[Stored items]
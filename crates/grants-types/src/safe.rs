//! Safe multisig transaction data.
//!
//! Mirrors the fields of a Safe `SafeTx` plus the owner signatures collected
//! for it. Signatures are keyed by owner so that encoding them for
//! `execTransaction` yields the ascending-owner order the contract requires.

use alloy_primitives::{Address, Bytes, U256};
use serde::{Deserialize, Serialize};
use std::collections::BTreeMap;

/// Safe operation type.
#[derive(Debug, Clone, Copy, PartialEq, Eq, Serialize, Deserialize)]
#[serde(into = "u8", try_from = "u8")]
pub enum Operation {
	Call,
	DelegateCall,
}

impl From<Operation> for u8 {
	fn from(op: Operation) -> Self {
		match op {
			Operation::Call => 0,
			Operation::DelegateCall => 1,
		}
	}
}

impl TryFrom<u8> for Operation {
	type Error = String;

	fn try_from(value: u8) -> Result<Self, Self::Error> {
		match value {
			0 => Ok(Operation::Call),
			1 => Ok(Operation::DelegateCall),
			other => Err(format!("unknown Safe operation {}", other)),
		}
	}
}

/// A single call to be executed by the Safe.
#[derive(Debug, Clone, PartialEq, Eq, Serialize, Deserialize)]
pub struct MetaTransaction {
	pub to: Address,
	pub value: U256,
	pub data: Bytes,
	pub operation: Operation,
}

impl MetaTransaction {
	/// A plain CALL with no value.
	pub fn call(to: Address, data: Bytes) -> Self {
		Self {
			to,
			value: U256::ZERO,
			data,
			operation: Operation::Call,
		}
	}
}

/// The fields hashed and executed by the Safe contract.
#[derive(Debug, Clone, PartialEq, Eq, Serialize, Deserialize)]
#[serde(rename_all = "camelCase")]
pub struct SafeTransactionData {
	pub to: Address,
	pub value: U256,
	pub data: Bytes,
	pub operation: Operation,
	pub safe_tx_gas: U256,
	pub base_gas: U256,
	pub gas_price: U256,
	pub gas_token: Address,
	pub refund_receiver: Address,
	pub nonce: U256,
}

impl SafeTransactionData {
	/// Transaction data with all gas refund fields zeroed.
	pub fn new(meta: MetaTransaction, nonce: U256) -> Self {
		Self {
			to: meta.to,
			value: meta.value,
			data: meta.data,
			operation: meta.operation,
			safe_tx_gas: U256::ZERO,
			base_gas: U256::ZERO,
			gas_price: U256::ZERO,
			gas_token: Address::ZERO,
			refund_receiver: Address::ZERO,
			nonce,
		}
	}
}

/// An owner signature over a Safe transaction hash.
#[derive(Debug, Clone, PartialEq, Eq, Serialize, Deserialize)]
pub struct SafeSignature {
	pub signer: Address,
	pub data: Bytes,
}

/// A Safe transaction together with the signatures collected so far.
#[derive(Debug, Clone, PartialEq, Eq, Serialize, Deserialize)]
pub struct SafeTransaction {
	pub data: SafeTransactionData,
	pub signatures: BTreeMap<Address, SafeSignature>,
}

impl SafeTransaction {
	pub fn new(data: SafeTransactionData) -> Self {
		Self {
			data,
			signatures: BTreeMap::new(),
		}
	}

	/// Records a signature, replacing an earlier one from the same owner.
	pub fn add_signature(&mut self, signature: SafeSignature) {
		self.signatures.insert(signature.signer, signature);
	}

	pub fn signature_for(&self, signer: &Address) -> Option<&SafeSignature> {
		self.signatures.get(signer)
	}

	/// Concatenates signatures ordered by ascending owner address.
	pub fn encoded_signatures(&self) -> Bytes {
		let mut out = Vec::with_capacity(self.signatures.len() * 65);
		for signature in self.signatures.values() {
			out.extend_from_slice(&signature.data);
		}
		out.into()
	}
}
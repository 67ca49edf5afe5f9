//! Batched ERC-20 transfer construction.

use crate::token::{encode_transfer, TokenReader};
use crate::SafeError;
use alloy_primitives::{Address, U256};
use grants_config::Config;
use grants_types::{
	format_token_amount, parse_units, BatchedTransaction, DisbursementRecipient, MetaTransaction,
};
use std::sync::Arc;

/// Turns a recipient list into one transfer call per valid recipient.
pub struct SafeTransactionBuilder {
	config: Arc<Config>,
	tokens: Arc<dyn TokenReader>,
}

impl SafeTransactionBuilder {
	pub fn new(config: Arc<Config>, tokens: Arc<dyn TokenReader>) -> Self {
		Self { config, tokens }
	}

	/// Builds the transfer calls for every recipient without a validation error.
	///
	/// The token's decimals are read once; amounts are converted with them.
	/// `total_recipients` and `total_amount` only count included recipients.
	pub async fn build(
		&self,
		safe_address: Address,
		recipients: &[DisbursementRecipient],
		token_symbol: &str,
		chain_id: u64,
	) -> Result<BatchedTransaction, SafeError> {
		let token = self
			.config
			.token(chain_id, token_symbol)
			.ok_or_else(|| SafeError::UnknownToken {
				symbol: token_symbol.to_string(),
				chain_id,
			})?;
		let decimals = self.tokens.decimals(token.address).await?;

		let mut calls = Vec::new();
		let mut total = U256::ZERO;
		for recipient in recipients.iter().filter(|r| r.is_valid()) {
			let to: Address = recipient
				.address
				.trim()
				.parse()
				.map_err(|_| SafeError::InvalidRecipient(recipient.address.clone()))?;
			let amount = parse_units(&recipient.amount, decimals)
				.map_err(|source| SafeError::InvalidAmount { recipient: to, source })?;

			total = total.checked_add(amount).ok_or_else(|| SafeError::InvalidAmount {
				recipient: to,
				source: grants_types::UnitsError::Overflow(recipient.amount.clone()),
			})?;
			calls.push(MetaTransaction::call(token.address, encode_transfer(to, amount)));
		}

		let skipped = recipients.len() - calls.len();
		tracing::debug!(
			chain_id = chain_id,
			token = %token.symbol,
			included = calls.len(),
			skipped = skipped,
			"Built disbursement calls"
		);

		Ok(BatchedTransaction {
			safe_address,
			chain_id,
			token_address: token.address,
			token_decimals: decimals,
			total_recipients: calls.len(),
			calls,
			total_amount: format_token_amount(total, decimals),
			total_amount_raw: total,
		})
	}
}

TO DO
Print each entry precisely. Include every line.

EXERCISE SOLUTION
filename crates/grants-types/src/safe.rs
//! Safe multisig transaction data.
//!
//! Mirrors the fields of a Safe `SafeTx` plus the owner signatures collected
//! for it. Signatures are keyed by owner so that encoding them for
//! `execTransaction` yields the ascending-owner order the contract requires.

use alloy_primitives::{Address, Bytes, U256};
use serde::{Deserialize, Serialize};
use std::collections::BTreeMap;

/// Safe operation type.
#[derive(Debug, Clone, Copy, PartialEq, Eq, Serialize, Deserialize)]
#[serde(into = "u8", try_from = "u8")]
pub enum Operation {
	Call,
	DelegateCall,
}

impl From<Operation> for u8 {
	fn from(op: Operation) -> Self {
		match op {
			Operation::Call => 0,
			Operation::DelegateCall => 1,
		}
	}
}

impl TryFrom<u8> for Operation {
	type Error = String;

	fn try_from(value: u8) -> Result<Self, Self::Error> {
		match value {
			0 => Ok(Operation::Call),
			1 => Ok(Operation::DelegateCall),
			other => Err(format!("unknown Safe operation {}", other)),
		}
	}
}

/// A single call to be executed by the Safe.
#[derive(Debug, Clone, PartialEq, Eq, Serialize, Deserialize)]
pub struct MetaTransaction {
	pub to: Address,
	pub value: U256,
	pub data: Bytes,
	pub operation: Operation,
}

impl MetaTransaction {
	/// A plain CALL with no value.
	pub fn call(to: Address, data: Bytes) -> Self {
		Self {
			to,
			value: U256::ZERO,
			data,
			operation: Operation::Call,
		}
	}
}

/// The fields hashed and executed by the Safe contract.
#[derive(Debug, Clone, PartialEq, Eq, Serialize, Deserialize)]
#[serde(rename_all = "camelCase")]
pub struct SafeTransactionData {
	pub to: Address,
	pub value: U256,
	pub data: Bytes,
	pub operation: Operation,
	pub safe_tx_gas: U256,
	pub base_gas: U256,
	pub gas_price: U256,
	pub gas_token: Address,
	pub refund_receiver: Address,
	pub nonce: U256,
}

impl SafeTransactionData {
	/// Transaction data with all gas refund fields zeroed.
	pub fn new(meta: MetaTransaction, nonce: U256) -> Self {
		Self {
			to: meta.to,
			value: meta.value,
			data: meta.data,
			operation: meta.operation,
			safe_tx_gas: U256::ZERO,
			base_gas: U256::ZERO,
			gas_price: U256::ZERO,
			gas_token: Address::ZERO,
			refund_receiver: Address::ZERO,
			nonce,
		}
	}
}

/// An owner signature over a Safe transaction hash.
#[derive(Debug, Clone, PartialEq, Eq, Serialize, Deserialize)]
pub struct SafeSignature {
	pub signer: Address,
	pub data: Bytes,
}

/// A Safe transaction together with the signatures collected so far.
#[derive(Debug, Clone, PartialEq, Eq, Serialize, Deserialize)]
pub struct SafeTransaction {
	pub data: SafeTransactionData,
	pub signatures: BTreeMap<Address, SafeSignature>,
}

impl SafeTransaction {
	pub fn new(data: SafeTransactionData) -> Self {
		Self {
			data,
			signatures: BTreeMap::new(),
		}
	}

	/// Records a signature, replacing an earlier one from the same owner.
	pub fn add_signature(&mut self, signature: SafeSignature) {
		self.signatures.insert(signature.signer, signature);
	}

	pub fn signature_for(&self, signer: &Address) -> Option<&SafeSignature> {
		self.signatures.get(signer)
	}

	/// Concatenates signatures ordered by ascending owner address.
	pub fn encoded_signatures(&self) -> Bytes {
		let mut out = Vec::with_capacity(self.signatures.len() * 65);
		for signature in self.signatures.values() {
			out.extend_from_slice(&signature.data);
		}
		out.into()
	}
}
repository 67ca49edf5afe5f9
//! Batched ERC-20 transfer construction.

use crate::token::{encode_transfer, TokenReader};
use crate::SafeError;
use alloy_primitives::{Address, U256};
use grants_config::Config;
use grants_types::{
	format_token_amount, parse_units, BatchedTransaction, DisbursementRecipient, MetaTransaction,
};
use std::sync::Arc;

/// Turns a recipient list into one transfer call per valid recipient.
pub struct SafeTransactionBuilder {
	config: Arc<Config>,
	tokens: Arc<dyn TokenReader>,
}

impl SafeTransactionBuilder {
	pub fn new(config: Arc<Config>, tokens: Arc<dyn TokenReader>) -> Self {
		Self { config, tokens }
	}

	/// Builds the transfer calls for every recipient without a validation error.
	///
	/// The token's decimals are read once; amounts are converted with them.
	/// `total_recipients` and `total_amount` only count included recipients.
	pub async fn build(
		&self,
		safe_address: Address,
		recipients: &[DisbursementRecipient],
		token_symbol: &str,
		chain_id: u64,
	) -> Result<BatchedTransaction, SafeError> {
		let token = self
			.config
			.token(chain_id, token_symbol)
			.ok_or_else(|| SafeError::UnknownToken {
				symbol: token_symbol.to_string(),
				chain_id,
			})?;
		let decimals = self.tokens.decimals(token.address).await?;

		let mut calls = Vec::new();
		let mut total = U256::ZERO;
		for recipient in recipients.iter().filter(|r| r.is_valid()) {
			let to: Address = recipient
				.address
				.trim()
				.parse()
				.map_err(|_| SafeError::InvalidRecipient(recipient.address.clone()))?;
			let amount = parse_units(&recipient.amount, decimals)
				.map_err(|source| SafeError::InvalidAmount { recipient: to, source })?;

			total = total.checked_add(amount).ok_or_else(|| SafeError::InvalidAmount {
				recipient: to,
				source: grants_types::UnitsError::Overflow(recipient.amount.clone()),
			})?;
			calls.push(MetaTransaction::call(token.address, encode_transfer(to, amount)));
		}

		let skipped = recipients.len() - calls.len();
		tracing::debug!(
			chain_id = chain_id,
			token = %token.symbol,
			included = calls.len(),
			skipped = skipped,
			"Built disbursement calls"
		);

		Ok(BatchedTransaction {
			safe_address,
			chain_id,
			token_address: token.address,
			token_decimals: decimals,
			total_recipients: calls.len(),
			calls,
			total_amount: format_token_amount(total, decimals),
			total_amount_raw: total,
		})
	}
}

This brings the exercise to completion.